**Problem statement:**
Go to the line holding "Code Solver Library" in the entries below and write out exactly every line down to and including the line holding "dispatches a runtime".

**Source information:**
- - -
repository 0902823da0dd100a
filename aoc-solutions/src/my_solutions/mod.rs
pub mod year_2023;
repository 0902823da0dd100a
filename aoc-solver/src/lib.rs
//! Advent of Code Solver Library
//!
//! A small, type-safe framework for Advent of Code solvers. Each puzzle is a
//! type that parses its input once into shared data and then solves any number
//! of parts against it.
//!
//! # Overview
//!
//! - [`AocParser`] turns the raw input into `SharedData`
//! - [`PartSolver<N>`] solves part `N`, with mutable access so parts can cache
//!   work for later parts
//! - [`Solver`] dispatches a runtime part number to the right `PartSolver`,
//!   usually generated by `#[derive(AocSolver)]`
//! - [`SolverRegistry`] creates type-erased [`DynSolver`] instances by year and day
//!
//! # Quick Example
//!
//! ```
//! use aoc_solver::{AocParser, AocSolver, ParseError, PartSolver, RegistryBuilder, SolveError};
//!
//! #[derive(AocSolver)]
//! #[aoc_solver(max_parts = 2)]
//! struct Day1;
//!
//! impl AocParser for Day1 {
//!     type SharedData<'a> = Vec<i32>;
//!
//!     fn parse(input: &str) -> Result<Self::SharedData<'_>, ParseError> {
//!         input
//!             .lines()
//!             .map(|l| l.parse().map_err(|_| ParseError::InvalidFormat("bad int".into())))
//!             .collect()
//!     }
//! }
//!
//! impl PartSolver<1> for Day1 {
//!     fn solve(shared: &mut Self::SharedData<'_>) -> Result<String, SolveError> {
//!         Ok(shared.iter().sum::<i32>().to_string())
//!     }
//! }
//!
//! impl PartSolver<2> for Day1 {
//!     fn solve(shared: &mut Self::SharedData<'_>) -> Result<String, SolveError> {
//!         Ok(shared.iter().product::<i32>().to_string())
//!     }
//! }
//!
//! let registry = RegistryBuilder::new()
//!     .register::<Day1>(2023, 1)
//!     .unwrap()
//!     .build();
//!
//! let mut solver = registry.create_solver(2023, 1, "1\n2\n3\n4").unwrap();
//! assert_eq!(solver.solve(1).unwrap().answer, "10");
//! assert_eq!(solver.solve(2).unwrap().answer, "24");
//! ```
//!
//! # Plugin registration
//!
//! `#[derive(AutoRegisterSolver)]` submits a [`SolverPlugin`] through
//! `inventory`, and [`RegistryBuilder::register_all_plugins`] collects them:
//! ```ignore
//! #[derive(AocSolver, AutoRegisterSolver)]
//! #[aoc_solver(max_parts = 2)]
//! #[aoc(year = 2023, day = 10, tags = ["grid"])]
//! pub struct Solver;
//! ```

mod error;
mod instance;
mod registry;
mod solver;

pub use error::{ParseError, RegistrationError, SolveError, SolverError};
pub use instance::{DynSolver, SolveResult, SolverInstance};
pub use registry::{
    FactoryInfo, RegisterableSolver, RegistryBuilder, SolverFactory, SolverPlugin, SolverRegistry,
};
pub use solver::{AocParser, PartSolver, Solver, SolverExt};

// Re-export inventory for use by the derive macro
pub use inventory;

pub use aoc_solver_macros::{AocSolver, AutoRegisterSolver};
//! Headings and the pipe transition table

use super::grid::{Position, Symbol};
use std::fmt;

#[derive(Debug, Clone, Copy, PartialEq, Eq, Hash)]
pub enum Heading {
    Up,
    Down,
    Left,
    Right,
}

impl Heading {
    /// Order in which the start cell's neighbours are tried
    pub const START_PRIORITY: [Heading; 4] =
        [Heading::Up, Heading::Right, Heading::Down, Heading::Left];

    pub fn opposite(self) -> Self {
        match self {
            Self::Up => Self::Down,
            Self::Down => Self::Up,
            Self::Left => Self::Right,
            Self::Right => Self::Left,
        }
    }

    /// Heading of a single step from `from` to `to`, `None` unless adjacent
    pub fn between(from: Position, to: Position) -> Option<Self> {
        Self::START_PRIORITY
            .into_iter()
            .find(|&heading| from.step(heading) == Some(to))
    }
}

impl fmt::Display for Heading {
    fn fmt(&self, f: &mut fmt::Formatter<'_>) -> fmt::Result {
        f.write_str(match self {
            Self::Up => "up",
            Self::Down => "down",
            Self::Left => "left",
            Self::Right => "right",
        })
    }
}

/// Outcome of entering a cell
#[derive(Debug, Clone, Copy, PartialEq, Eq)]
pub enum Transition {
    Continue(Heading),
    Invalid,
}

/// Next heading after moving `arrived` into a cell holding `symbol`.
///
/// `arrived` is the direction of motion, so the pipe is entered through its
/// `arrived.opposite()` side and left through its other opening.
pub fn transition(arrived: Heading, symbol: Symbol) -> Transition {
    use Heading::*;
    use Symbol::*;

    let next = match (symbol, arrived) {
        (Vertical, Down) => Down,
        (Vertical, Up) => Up,
        (Horizontal, Left) => Left,
        (Horizontal, Right) => Right,
        (UpRight, Down) => Right,
        (UpRight, Left) => Up,
        (UpLeft, Down) => Left,
        (UpLeft, Right) => Up,
        (DownLeft, Up) => Left,
        (DownLeft, Right) => Down,
        (DownRight, Up) => Right,
        (DownRight, Left) => Down,
        _ => return Transition::Invalid,
    };
    Transition::Continue(next)
}
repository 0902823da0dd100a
//! Text export of the traced loop and interior classification

use super::grid::{Grid, Position, Symbol};
use super::tracer::LoopTrace;
use itertools::Itertools;
use std::fmt;

#[derive(Debug, Clone, Copy, PartialEq, Eq, Hash)]
pub enum CellClass {
    Start,
    /// On the loop, with its pipe symbol
    Loop(Symbol),
    Interior,
    Exterior,
}

impl CellClass {
    pub fn glyph(self) -> char {
        match self {
            Self::Start => 'S',
            Self::Loop(Symbol::Vertical) => '│',
            Self::Loop(Symbol::Horizontal) => '─',
            Self::Loop(Symbol::UpRight) => '└',
            Self::Loop(Symbol::UpLeft) => '┘',
            Self::Loop(Symbol::DownLeft) => '┐',
            Self::Loop(Symbol::DownRight) => '┌',
            Self::Loop(symbol) => symbol.as_char(),
            Self::Interior => 'I',
            Self::Exterior => 'O',
        }
    }
}

/// Every grid cell classified against one traced loop
#[derive(Debug, Clone, PartialEq, Eq)]
pub struct LoopMap {
    width: usize,
    classes: Vec<CellClass>,
}

impl LoopMap {
    /// `interior` must hold positions of `grid`; others are ignored
    pub fn new(grid: &Grid, trace: &LoopTrace, interior: &[Position]) -> Self {
        let mut classes = vec![CellClass::Exterior; grid.len()];

        for &position in interior {
            if let Some(i) = grid.index_of(position) {
                classes[i] = CellClass::Interior;
            }
        }
        for cell in trace.cells() {
            if let Some(i) = grid.index_of(cell.position) {
                classes[i] = match cell.symbol {
                    Symbol::Start => CellClass::Start,
                    symbol => CellClass::Loop(symbol),
                };
            }
        }

        Self {
            width: grid.width(),
            classes,
        }
    }

    pub fn class(&self, position: Position) -> Option<CellClass> {
        if position.x >= self.width {
            return None;
        }
        self.classes.get(position.y * self.width + position.x).copied()
    }

    pub fn count(&self, class: CellClass) -> usize {
        self.classes.iter().filter(|&&c| c == class).count()
    }

    pub fn rows(&self) -> impl Iterator<Item = &[CellClass]> + '_ {
        self.classes.chunks(self.width.max(1))
    }
}

impl fmt::Display for LoopMap {
    fn fmt(&self, f: &mut fmt::Formatter<'_>) -> fmt::Result {
        let text = self
            .rows()
            .map(|row| row.iter().map(|c| c.glyph()).collect::<String>())
            .join("\n");
        f.write_str(&text)
    }
}

#[cfg(test)]
mod tests {
    use super::*;
    use crate::my_solutions::year_2023::day_10::config::ScanConfig;
    use crate::my_solutions::year_2023::day_10::interior::interior_cells;
    use crate::my_solutions::year_2023::day_10::tracer::trace;

    fn map(text: &str) -> LoopMap {
        let grid = Grid::parse(text).unwrap();
        let trace = trace(&grid).unwrap();
        let interior = interior_cells(&grid, &trace, &ScanConfig::sequential()).unwrap();
        LoopMap::new(&grid, &trace, &interior)
    }

    #[test]
    fn test_render_square() {
        let map = map("F....\n.S-7.\n.|.|.\n.L-J.\n.....");
        assert_eq!(map.to_string(), "OOOOO\nOS─┐O\nO│I│O\nO└─┘O\nOOOOO");
        assert_eq!(map.count(CellClass::Interior), 1);
        assert_eq!(map.count(CellClass::Start), 1);
        assert_eq!(map.class(Position::new(0, 0)), Some(CellClass::Exterior));
        assert_eq!(map.class(Position::new(5, 0)), None);
    }

    #[test]
    fn test_loop_cell_count() {
        let map = map("..F7.\n.FJ|.\nSJ.L7\n|F--J\nLJ...");
        let on_loop = map.rows().flatten().filter(|c| matches!(c, CellClass::Loop(_))).count();
        assert_eq!(on_loop + map.count(CellClass::Start), 16);
        assert_eq!(map.count(CellClass::Interior), 1);
        assert_eq!(map.class(Position::new(2, 2)), Some(CellClass::Interior));
    }
}
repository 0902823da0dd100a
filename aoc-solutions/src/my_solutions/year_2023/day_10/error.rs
use super::grid::{Position, Symbol};
use super::heading::Heading;
use aoc_solver::{ParseError, SolveError};
use thiserror::Error;

/// Everything that can go wrong between raw text and the two answers
#[derive(Debug, Clone, PartialEq, Eq, Error)]
pub enum PipeMazeError {
    #[error("input is empty")]
    EmptyInput,

    #[error("row {row} has width {found}, expected {expected}")]
    RaggedRow {
        row: usize,
        expected: usize,
        found: usize,
    },

    #[error("unknown symbol {symbol:?} at {position}")]
    UnknownSymbol { symbol: char, position: Position },

    #[error("input has no start cell 'S'")]
    MissingStart,

    #[error("second start at {second}, first was at {first}")]
    MultipleStarts { first: Position, second: Position },

    #[error("no neighbour of the start at {position} connects back to it")]
    StartNotConnected { position: Position },

    #[error("cannot continue from {symbol} at {position} after moving {heading}")]
    InvalidTransition {
        position: Position,
        symbol: Symbol,
        heading: Heading,
    },

    #[error("loop leaves the grid moving {heading} from {position}")]
    LeftGrid { position: Position, heading: Heading },

    #[error("loop did not return to the start after {steps} steps")]
    Unclosed { steps: usize },

    #[error("failed to build interior scan thread pool: {0}")]
    ThreadPool(String),
}

impl PipeMazeError {
    /// Structural problems detected before any tracing starts
    pub fn is_malformed_input(&self) -> bool {
        matches!(
            self,
            Self::EmptyInput
                | Self::RaggedRow { .. }
                | Self::UnknownSymbol { .. }
                | Self::MissingStart
                | Self::MultipleStarts { .. }
                | Self::StartNotConnected { .. }
        )
    }
}

impl From<PipeMazeError> for ParseError {
    fn from(e: PipeMazeError) -> Self {
        match e {
            PipeMazeError::MissingStart => ParseError::MissingData(e.to_string()),
            PipeMazeError::EmptyInput => ParseError::MissingData(e.to_string()),
            other => ParseError::InvalidFormat(other.to_string()),
        }
    }
}

impl From<PipeMazeError> for SolveError {
    fn from(e: PipeMazeError) -> Self {
        SolveError::failed(e)
    }
}
use thiserror::Error;

#[derive(Debug, Error)]
pub enum ProgressError {
    #[error("student not found: {0}")]
    SubjectNotFound(String),
    #[error("store error: {0}")]
    Store(String),
    #[error("config error: {0}")]
    Config(String),
    #[error("fixture decode failed: {0}")]
    Fixture(#[from] serde_json::Error),
    #[error("background task failed: {0}")]
    Task(#[from] tokio::task::JoinError),
}

pub type Result<T, E = ProgressError> = std::result::Result<T, E>;
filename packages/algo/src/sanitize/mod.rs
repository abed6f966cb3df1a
//! Data Sanitization
//!
//! Bounds enforcement and boundary coercion.
//!
//! Functions:
//! - Juz and rate clamping
//! - Lenient integer coercion for loosely typed upstream fields
//! - Milestone ordering

use chrono::NaiveDate;

use crate::types::{MilestoneEvent, MAX_JUZ, MAX_RATE, MIN_JUZ, MIN_RATE};

/// Clamp a juz value into `[MIN_JUZ, MAX_JUZ]`
pub fn clamp_juz(value: i32) -> i32 {
    value.clamp(MIN_JUZ, MAX_JUZ)
}

/// Clamp a raw growth rate into `[MIN_RATE, MAX_RATE]`
///
/// The floor applies to zero and negative rates as well. NaN maps to the floor.
pub fn clamp_rate(raw: f64) -> f64 {
    if raw.is_nan() {
        return MIN_RATE;
    }
    raw.clamp(MIN_RATE, MAX_RATE)
}

/// Round half away from zero to the nearest juz
pub fn round_juz(value: f64) -> i32 {
    if !value.is_finite() {
        return if value == f64::INFINITY { MAX_JUZ } else { 0 };
    }
    // `as` saturates at the i32 bounds
    value.round() as i32
}

/// Parse the leading integer of a loosely typed field
///
/// Leading whitespace and an optional sign are accepted. Parsing stops at the
/// first non-digit. Missing, blank or digit-less input yields `0`.
pub fn coerce_int(raw: Option<&str>) -> i32 {
    let Some(raw) = raw else { return 0 };
    let s = raw.trim_start();

    let (negative, digits) = match s.as_bytes().first() {
        Some(b'-') => (true, &s[1..]),
        Some(b'+') => (false, &s[1..]),
        _ => (false, s),
    };

    let mut value: i64 = 0;
    let mut seen = false;
    for b in digits.bytes() {
        if !b.is_ascii_digit() {
            break;
        }
        seen = true;
        value = (value * 10 + i64::from(b - b'0')).min(i64::from(i32::MAX) + 1);
    }

    if !seen {
        return 0;
    }
    let value = if negative { -value } else { value };
    value.clamp(i64::from(i32::MIN), i64::from(i32::MAX)) as i32
}

/// Current juz as read at the data-access boundary; unset or unparseable is `0`
pub fn coerce_juz(raw: Option<&str>) -> i32 {
    coerce_int(raw)
}

/// Like [`coerce_juz`], but keeps blank fields distinguishable
pub fn coerce_optional_juz(raw: Option<&str>) -> Option<i32> {
    match raw {
        Some(s) if !s.trim().is_empty() => Some(coerce_int(Some(s))),
        _ => None,
    }
}

/// Parse a `YYYY-MM-DD` join date, falling back to `today`
pub fn coerce_join_date(raw: Option<&str>, today: NaiveDate) -> NaiveDate {
    raw.and_then(|s| NaiveDate::parse_from_str(s.trim(), "%Y-%m-%d").ok())
        .unwrap_or(today)
}

/// Whether milestones are out of `occurred_at` order
pub fn has_unordered_milestones(milestones: &[MilestoneEvent]) -> bool {
    milestones
        .windows(2)
        .any(|pair| pair[0].occurred_at > pair[1].occurred_at)
}

/// Stable ascending sort by `occurred_at`
pub fn sort_milestones(milestones: &mut [MilestoneEvent]) {
    if has_unordered_milestones(milestones) {
        milestones.sort_by_key(|m| m.occurred_at);
    }
}
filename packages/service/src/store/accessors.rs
//! `get_snapshot` / `list_milestones`
//!
//! Unset or unparseable juz and page fields become `0` here, an unreadable
//! join date becomes today, and only memorization activities reach the
//! engine, sorted by time in school-local wall-clock. A memorization logged
//! without a juz is kept as a milestone with no juz.

use chrono::{FixedOffset, NaiveDate};

use hifz_algo::sanitize::{
    coerce_int, coerce_join_date, coerce_juz, coerce_optional_juz, sort_milestones,
};
use hifz_algo::{ActivityKind, ActivityStamp, MilestoneEvent, StudentSummary, SubjectSnapshot};

use super::{ActivityRecord, ProgressStore, StudentRecord};
use crate::error::{ProgressError, Result};

pub async fn get_snapshot<S: ProgressStore>(
    store: &S,
    student_id: &str,
    today: NaiveDate,
) -> Result<SubjectSnapshot> {
    let record = store
        .student(student_id)
        .await?
        .ok_or_else(|| ProgressError::SubjectNotFound(student_id.to_string()))?;
    Ok(snapshot_from_record(&record, today))
}

pub async fn list_milestones<S: ProgressStore>(
    store: &S,
    student_id: &str,
    offset: FixedOffset,
) -> Result<Vec<MilestoneEvent>> {
    let activities = store.activities_for(student_id).await?;
    Ok(milestones_from_activities(&activities, offset))
}

pub fn snapshot_from_record(record: &StudentRecord, today: NaiveDate) -> SubjectSnapshot {
    let raw_juz = record.current_hifz_in_juz.as_deref();
    let current_juz = coerce_juz(raw_juz);

    if current_juz == 0 && raw_juz.is_some_and(|s| !s.trim().is_empty()) {
        tracing::warn!(
            student_id = %record.id,
            raw = raw_juz.unwrap_or_default(),
            "unparseable current juz coerced to 0"
        );
    }

    SubjectSnapshot::new(
        current_juz,
        coerce_int(record.current_hifz_in_pages.as_deref()),
        coerce_join_date(record.date_joined.as_deref(), today),
    )
}

pub fn milestones_from_activities(
    activities: &[ActivityRecord],
    offset: FixedOffset,
) -> Vec<MilestoneEvent> {
    let mut milestones: Vec<MilestoneEvent> = activities
        .iter()
        .filter(|a| ActivityKind::parse(&a.activity_type) == ActivityKind::Memorization)
        .map(|a| MilestoneEvent {
            occurred_at: a.created_at.with_timezone(&offset).naive_local(),
            achieved_juz: a.juz,
        })
        .collect();
    sort_milestones(&mut milestones);
    milestones
}

pub fn summary_from_record(record: &StudentRecord, activity_count: usize) -> StudentSummary {
    StudentSummary {
        id: record.id.clone(),
        name: record.name.clone(),
        is_active: record.is_active(),
        current_juz: coerce_optional_juz(record.current_hifz_in_juz.as_deref()),
        current_pages: coerce_int(record.current_hifz_in_pages.as_deref()),
        activity_count,
    }
}

pub fn stamp_from_activity(activity: &ActivityRecord, offset: FixedOffset) -> ActivityStamp {
    ActivityStamp {
        student_id: activity.student_id.clone(),
        kind: ActivityKind::parse(&activity.activity_type),
        grade: activity.activity_grade.clone(),
        occurred_at: activity.created_at.with_timezone(&offset).naive_local(),
    }
}

#[cfg(test)]
mod tests {
    use super::*;
    use chrono::{Offset, TimeZone, Utc};

    fn today() -> NaiveDate {
        NaiveDate::from_ymd_opt(2026, 10, 14).unwrap()
    }

    fn record(juz: Option<&str>, pages: Option<&str>, joined: Option<&str>) -> StudentRecord {
        StudentRecord {
            id: "s-1".to_string(),
            name: "Aisyah".to_string(),
            status: "active".to_string(),
            current_hifz_in_juz: juz.map(str::to_string),
            current_hifz_in_pages: pages.map(str::to_string),
            date_joined: joined.map(str::to_string),
        }
    }

    fn activity(kind: &str, juz: Option<i32>, day: u32, hour: u32) -> ActivityRecord {
        ActivityRecord {
            id: format!("a-{kind}-{day}-{hour}"),
            student_id: "s-1".to_string(),
            activity_type: kind.to_string(),
            juz,
            activity_grade: Some("good".to_string()),
            created_at: Utc.with_ymd_and_hms(2026, 8, day, hour, 0, 0).unwrap(),
        }
    }

    #[test]
    fn test_snapshot_coerces_unset_fields() {
        let snapshot = snapshot_from_record(&record(None, None, None), today());
        assert_eq!(snapshot.current_juz, 0);
        assert_eq!(snapshot.current_page, 0);
        assert_eq!(snapshot.join_date, today());
    }

    #[test]
    fn test_snapshot_coerces_garbage_to_zero() {
        let record = record(Some("juz amma"), Some("n/a"), Some("soon"));
        let snapshot = snapshot_from_record(&record, today());
        assert_eq!(snapshot.current_juz, 0);
        assert_eq!(snapshot.current_page, 0);
        assert_eq!(snapshot.join_date, today());
    }

    #[test]
    fn test_snapshot_parses_valid_fields() {
        let record = record(Some("12"), Some("7"), Some("2025-01-15"));
        let snapshot = snapshot_from_record(&record, today());
        assert_eq!(snapshot.current_juz, 12);
        assert_eq!(snapshot.current_page, 7);
        assert_eq!(snapshot.join_date, NaiveDate::from_ymd_opt(2025, 1, 15).unwrap());
    }

    #[test]
    fn test_milestones_keep_memorization_only() {
        let activities = vec![
            activity("revision", Some(9), 3, 8),
            activity("memorization", Some(5), 20, 8),
            activity("memorization", None, 21, 8),
            activity("Memorization", Some(4), 2, 8),
        ];

        let milestones = milestones_from_activities(&activities, Utc.fix());

        let juz: Vec<Option<i32>> = milestones.iter().map(|m| m.achieved_juz).collect();
        assert_eq!(juz, vec![Some(4), Some(5), None]);
    }

    #[test]
    fn test_stamp_carries_student_and_grade() {
        let stamp = stamp_from_activity(&activity("Revision", None, 4, 9), Utc.fix());
        assert_eq!(stamp.student_id, "s-1");
        assert_eq!(stamp.kind, ActivityKind::Revision);
        assert_eq!(stamp.grade.as_deref(), Some("good"));
    }

    #[test]
    fn test_milestones_use_school_local_time() {
        let offset = FixedOffset::east_opt(8 * 3600).unwrap();
        let activities = vec![ActivityRecord {
            created_at: Utc.with_ymd_and_hms(2026, 8, 31, 18, 0, 0).unwrap(),
            ..activity("memorization", Some(6), 1, 0)
        }];

        let milestones = milestones_from_activities(&activities, offset);

        assert_eq!(
            milestones[0].occurred_at,
            NaiveDate::from_ymd_opt(2026, 9, 1).unwrap().and_hms_opt(2, 0, 0).unwrap()
        );
    }

    #[test]
    fn test_summary_keeps_blank_juz_as_none() {
        let summary = summary_from_record(&record(Some(""), Some("3"), None), 4);
        assert_eq!(summary.current_juz, None);
        assert_eq!(summary.current_pages, 3);
        assert_eq!(summary.activity_count, 4);
        assert!(summary.is_active);
    }
}
pub mod config;
pub mod error;
pub mod logging;
pub mod services;
pub mod store;

pub use config::Config;
pub use error::{ProgressError, Result};
pub use services::dashboard::{DashboardOverview, DashboardService, DashboardStats};
pub use services::progress::{ProgressService, StudentProgress};
pub use store::memory::InMemoryStore;
pub use store::{ActivityRecord, ProgressStore, StudentRecord};
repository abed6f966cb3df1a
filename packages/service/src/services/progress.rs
use std::sync::Arc;

use chrono::{DateTime, Utc};
use futures::future::try_join_all;
use serde::Serialize;

use hifz_algo::{
    build_timeline, build_timelines, grade_distribution, monthly_activity, progress_percent,
    type_distribution, DistributionSlice, MonthlyActivity, Timeline, TimelineInput,
    MONTHLY_ACTIVITY_MONTHS,
};

use crate::config::Config;
use crate::error::{ProgressError, Result};
use crate::store::accessors::{
    get_snapshot, list_milestones, milestones_from_activities, snapshot_from_record,
    stamp_from_activity,
};
use crate::store::ProgressStore;

/// Everything the student page charts
#[derive(Debug, Clone, Serialize)]
pub struct StudentProgress {
    pub student_id: String,
    pub current_juz: i32,
    /// Percentage of the Quran memorized
    pub progress: i32,
    pub total_activities: usize,
    pub monthly_progress: Timeline,
    pub grade_distribution: Vec<DistributionSlice>,
    pub type_distribution: Vec<DistributionSlice>,
    pub monthly_activities: Vec<MonthlyActivity>,
}

pub struct ProgressService<S> {
    store: Arc<S>,
    config: Config,
}

impl<S: ProgressStore> ProgressService<S> {
    pub fn new(store: Arc<S>, config: Config) -> Self {
        Self { store, config }
    }

    /// 7-month progress timeline for one student as of `now`
    pub async fn monthly_progress(&self, student_id: &str, now: DateTime<Utc>) -> Result<Timeline> {
        let input = self.load_input(student_id, now).await?;
        let local_now = self.config.local_time(now);
        let timeline = build_timeline(&input.snapshot, &input.milestones, local_now);

        tracing::debug!(
            student_id,
            milestones = input.milestones.len(),
            rate = timeline.rate().per_month(),
            "monthly progress built"
        );

        Ok(timeline)
    }

    /// Timelines for several students, in input order
    ///
    /// Inputs are fetched concurrently; the timelines are built off the async
    /// runtime. The first accessor failure aborts the batch.
    pub async fn monthly_progress_many(
        &self,
        student_ids: &[String],
        now: DateTime<Utc>,
    ) -> Result<Vec<Timeline>> {
        let inputs = try_join_all(student_ids.iter().map(|id| self.load_input(id, now))).await?;
        let local_now = self.config.local_time(now);

        let timelines =
            tokio::task::spawn_blocking(move || build_timelines(&inputs, local_now)).await?;

        tracing::debug!(students = timelines.len(), "monthly progress batch built");
        Ok(timelines)
    }

    /// Timeline plus the summary figures of the student page
    pub async fn student_progress(
        &self,
        student_id: &str,
        now: DateTime<Utc>,
    ) -> Result<StudentProgress> {
        let (record, activities) = tokio::try_join!(
            self.store.student(student_id),
            self.store.activities_for(student_id),
        )?;
        let record = record.ok_or_else(|| ProgressError::SubjectNotFound(student_id.to_string()))?;

        let offset = self.config.school_offset;
        let local_now = self.config.local_time(now);

        let snapshot = snapshot_from_record(&record, local_now.date());
        let milestones = milestones_from_activities(&activities, offset);
        let stamps: Vec<_> = activities
            .iter()
            .map(|a| stamp_from_activity(a, offset))
            .collect();

        let timeline = build_timeline(&snapshot, &milestones, local_now);

        Ok(StudentProgress {
            student_id: record.id,
            current_juz: snapshot.current_juz,
            progress: progress_percent(snapshot.current_juz),
            total_activities: activities.len(),
            monthly_progress: timeline,
            grade_distribution: grade_distribution(&stamps),
            type_distribution: type_distribution(&stamps),
            monthly_activities: monthly_activity(&stamps, local_now, MONTHLY_ACTIVITY_MONTHS),
        })
    }

    async fn load_input(&self, student_id: &str, now: DateTime<Utc>) -> Result<TimelineInput> {
        let store = self.store.as_ref();
        let (snapshot, milestones) = tokio::try_join!(
            get_snapshot(store, student_id, self.config.today(now)),
            list_milestones(store, student_id, self.config.school_offset),
        )?;
        Ok(TimelineInput {
            snapshot,
            milestones,
        })
    }
}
- - -
**Solved exercise:**
//! Advent of Code Solver Library
//!
//! A small, type-safe framework for Advent of Code solvers. Each puzzle is a
//! type that parses its input once into shared data and then solves any number
//! of parts against it.
//!
//! # Overview
//!
//! - [`AocParser`] turns the raw input into `SharedData`
//! - [`PartSolver<N>`] solves part `N`, with mutable access so parts can cache
//!   work for later parts
//! - [`Solver`] dispatches a runtime part number to the right `PartSolver`,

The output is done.